Counting the line with "use crate::helpers::*;" as the last one, copy out the lines of the data exactly from the first onward.

(INPUT FOR THIS TASK)

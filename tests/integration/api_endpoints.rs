//! Integration tests for API endpoints
//!
//! These tests verify that:
//! - REST endpoints return the expected bodies and status codes
//! - Manual triggers are tracked through the job endpoint
//! - The WebSocket room protocol works end to end

use std::net::SocketAddr;
use std::sync::Arc;
use std::time::Duration;

use futures::{SinkExt, StreamExt};
use oob_monitor::{
    actors::MonitorWorkerHandle,
    api::{ApiConfig, ApiState, spawn_api_server},
    bridge::RuntimeBridge,
    cache::StatsCache,
    config::Config,
    jobs::{JobStore, JobTrigger, LocalTaskQueue},
    realtime::{Broadcaster, DEFAULT_ROOMS, RoomRegistry},
};
use reqwest::StatusCode;
use serde_json::{Value, json};
use tokio::net::TcpStream;
use tokio_tungstenite::{MaybeTlsStream, WebSocketStream, connect_async, tungstenite::Message};

use crate::helpers::*;

type Socket = WebSocketStream<MaybeTlsStream<TcpStream>>;

// Helper to create test API server with a running worker
async fn spawn_test_api(devices: u64) -> (SocketAddr, Arc<ScriptedProber>) {
    let prober = Arc::new(ScriptedProber::default());
    let cache = StatsCache::new(create_test_probe(devices, prober.clone()));
    let broadcaster = Broadcaster::new(
        RoomRegistry::with_rooms(DEFAULT_ROOMS),
        Duration::from_millis(500),
    );

    let store = JobStore::new();
    let (queue, jobs_rx) = LocalTaskQueue::new(["monitor_all_devices"], store.clone());
    MonitorWorkerHandle::spawn(cache.clone(), broadcaster.clone(), store.clone(), jobs_rx, 5);
    let trigger = JobTrigger::new(
        Arc::new(queue),
        RuntimeBridge::default(),
        broadcaster.clone(),
        "monitor_all_devices",
    );

    let state = ApiState::new(cache, broadcaster, trigger, Arc::new(store), &Config::default());
    let config = ApiConfig {
        bind_addr: "127.0.0.1:0".parse().unwrap(), // Random port
        enable_cors: true,
    };

    (spawn_api_server(config, state).await.unwrap(), prober)
}

async fn open_socket(addr: SocketAddr, user: &str) -> Socket {
    let (socket, _) = connect_async(format!("ws://{addr}/api/v1/ws?userId={user}"))
        .await
        .unwrap();
    socket
}

/// Next text frame, skipping control frames
async fn recv_json(socket: &mut Socket) -> Value {
    loop {
        let msg = tokio::time::timeout(Duration::from_secs(2), socket.next())
            .await
            .expect("timed out waiting for a frame")
            .expect("socket closed")
            .unwrap();
        if let Message::Text(text) = msg {
            return serde_json::from_str(&text).unwrap();
        }
    }
}

/// Receive until a frame of the given type arrives
async fn recv_type(socket: &mut Socket, kind: &str) -> Value {
    for _ in 0..10 {
        let frame = recv_json(socket).await;
        if frame["type"] == kind {
            return frame;
        }
    }
    panic!("no {kind} frame received");
}

async fn send_json(socket: &mut Socket, value: Value) {
    socket.send(Message::Text(value.to_string())).await.unwrap();
}

#[tokio::test]
async fn test_health_endpoint_returns_ok() {
    let (addr, _) = spawn_test_api(1).await;

    let response = reqwest::get(format!("http://{addr}/api/v1/health")).await.unwrap();

    assert_eq!(response.status(), StatusCode::OK);
    let body: Value = response.json().await.unwrap();
    assert_eq!(body["status"], "ok");
}

#[tokio::test]
async fn test_statistics_are_cached_between_requests() {
    let (addr, prober) = spawn_test_api(5).await;
    let url = format!("http://{addr}/api/v1/connectivity/statistics");

    let first: Value = reqwest::get(&url).await.unwrap().json().await.unwrap();
    let second: Value = reqwest::get(&url).await.unwrap().json().await.unwrap();

    assert_eq!(first["total"], 5);
    assert_eq!(first["created_at"], second["created_at"]);
    assert_eq!(prober.calls(), 5);

    let fresh: Value = reqwest::get(format!("{url}?useCache=false"))
        .await
        .unwrap()
        .json()
        .await
        .unwrap();
    assert_eq!(fresh["total"], 5);
    assert_eq!(prober.calls(), 10);
}

#[tokio::test]
async fn test_batch_check_with_invalid_id_is_bad_request() {
    let (addr, prober) = spawn_test_api(3).await;

    let response = reqwest::Client::new()
        .post(format!("http://{addr}/api/v1/connectivity/batch-check"))
        .json(&json!({ "deviceIds": [1, "two"] }))
        .send()
        .await
        .unwrap();

    assert_eq!(response.status(), StatusCode::BAD_REQUEST);
    let body: Value = response.json().await.unwrap();
    assert!(body["error"].as_str().unwrap().contains("two"));
    assert_eq!(prober.calls(), 0);
}

#[tokio::test]
async fn test_manual_trigger_is_tracked_to_completion() {
    let (addr, _) = spawn_test_api(2).await;
    let client = reqwest::Client::new();

    let outcome: Value = client
        .post(format!("http://{addr}/api/v1/jobs/monitor/trigger"))
        .json(&json!({ "userId": "ops" }))
        .send()
        .await
        .unwrap()
        .json()
        .await
        .unwrap();

    assert_eq!(outcome["success"], true);
    assert_eq!(outcome["triggerType"], "manual");
    assert_eq!(outcome["triggerUser"], "ops");
    let task_id = outcome["taskId"].as_str().unwrap();

    let mut status = Value::Null;
    for _ in 0..100 {
        status = client
            .get(format!("http://{addr}/api/v1/jobs/{task_id}"))
            .send()
            .await
            .unwrap()
            .json()
            .await
            .unwrap();
        if status["status"] == "completed" {
            break;
        }
        tokio::time::sleep(Duration::from_millis(20)).await;
    }
    assert_eq!(status["status"], "completed");
    assert_eq!(status["job_name"], "monitor_all_devices");
}

#[tokio::test]
async fn test_websocket_greeting_and_room_protocol() {
    let (addr, _) = spawn_test_api(2).await;
    let mut socket = open_socket(addr, "alice").await;

    let connected = recv_json(&mut socket).await;
    assert_eq!(connected["type"], "connection");
    assert_eq!(connected["action"], "connected");
    assert_eq!(connected["user_id"], "alice");

    let joined = recv_json(&mut socket).await;
    assert_eq!(joined["type"], "room");
    assert_eq!(joined["room"], "dashboard");

    let initial = recv_json(&mut socket).await;
    assert_eq!(initial["type"], "status");
    assert_eq!(initial["action"], "initial");
    assert_eq!(initial["connections"], 1);

    send_json(&mut socket, json!({ "type": "join_room", "room": "alerts" })).await;
    let joined = recv_type(&mut socket, "room").await;
    assert_eq!(joined["action"], "joined");
    assert_eq!(joined["room"], "alerts");

    send_json(&mut socket, json!({ "type": "join_room", "room": "../../anything" })).await;
    let error = recv_type(&mut socket, "error").await;
    assert_eq!(error["action"], "invalid_request");

    send_json(&mut socket, json!({ "type": "join_room", "room": "device_2" })).await;
    let joined = recv_type(&mut socket, "room").await;
    assert_eq!(joined["room"], "device_2");

    send_json(&mut socket, json!({ "type": "ping" })).await;
    recv_type(&mut socket, "pong").await;

    send_json(&mut socket, json!({ "type": "subscribe_everything" })).await;
    let error = recv_type(&mut socket, "error").await;
    assert_eq!(error["action"], "invalid_request");

    let stats: Value = reqwest::get(format!("http://{addr}/api/v1/realtime/stats"))
        .await
        .unwrap()
        .json()
        .await
        .unwrap();
    assert_eq!(stats["activeConnections"], 1);
    let alerts = stats["rooms"]
        .as_array()
        .unwrap()
        .iter()
        .find(|room| room["room"] == "alerts")
        .unwrap();
    assert_eq!(alerts["connections"], 1);
    assert!(
        stats["rooms"]
            .as_array()
            .unwrap()
            .iter()
            .all(|room| room["room"] != "../../anything")
    );

    send_json(&mut socket, json!({ "type": "leave_room", "room": "alerts" })).await;
    let left = recv_type(&mut socket, "room").await;
    assert_eq!(left["action"], "left");
}

#[tokio::test]
async fn test_websocket_manual_monitor_pushes_results() {
    let (addr, _) = spawn_test_api(3).await;
    let mut socket = open_socket(addr, "bob").await;
    recv_type(&mut socket, "status").await;

    send_json(&mut socket, json!({ "type": "manual_monitor" })).await;

    // announcement and result race each other
    let (mut started, mut updated) = (None, None);
    for _ in 0..10 {
        let frame = recv_json(&mut socket).await;
        match frame["type"].as_str() {
            Some("monitor_task") => started = Some(frame),
            Some("connectivity_stats") => updated = Some(frame),
            _ => {}
        }
        if started.is_some() && updated.is_some() {
            break;
        }
    }
    let (started, updated) = (started.unwrap(), updated.unwrap());

    assert_eq!(started["action"], "started");
    assert!(started["message"].as_str().unwrap().contains("bob"));
    assert_eq!(updated["total"], 3);
    assert_eq!(updated["task_id"], started["task_id"]);
}

#[tokio::test]
async fn test_closed_socket_is_unregistered() {
    let (addr, _) = spawn_test_api(1).await;
    let mut socket = open_socket(addr, "carol").await;
    recv_type(&mut socket, "status").await;

    socket.close(None).await.unwrap();

    let url = format!("http://{addr}/api/v1/realtime/stats");
    let mut active = Value::Null;
    for _ in 0..100 {
        let stats: Value = reqwest::get(&url).await.unwrap().json().await.unwrap();
        active = stats["activeConnections"].clone();
        if active == 0 {
            break;
        }
        tokio::time::sleep(Duration::from_millis(20)).await;
    }
    assert_eq!(active, 0);
}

(End INPUT FOR THIS TASK)

ANSWER TO THE PROBLEM:
filename tests/integration/api_endpoints.rs
//! Integration tests for API endpoints
//!
//! These tests verify that:
//! - REST endpoints return the expected bodies and status codes
//! - Manual triggers are tracked through the job endpoint
//! - The WebSocket room protocol works end to end

use std::net::SocketAddr;
use std::sync::Arc;
use std::time::Duration;

use futures::{SinkExt, StreamExt};
use oob_monitor::{
    actors::MonitorWorkerHandle,
    api::{ApiConfig, ApiState, spawn_api_server},
    bridge::RuntimeBridge,
    cache::StatsCache,
    config::Config,
    jobs::{JobStore, JobTrigger, LocalTaskQueue},
    realtime::{Broadcaster, DEFAULT_ROOMS, RoomRegistry},
};
use reqwest::StatusCode;
use serde_json::{Value, json};
use tokio::net::TcpStream;
use tokio_tungstenite::{MaybeTlsStream, WebSocketStream, connect_async, tungstenite::Message};

use crate::helpers::*;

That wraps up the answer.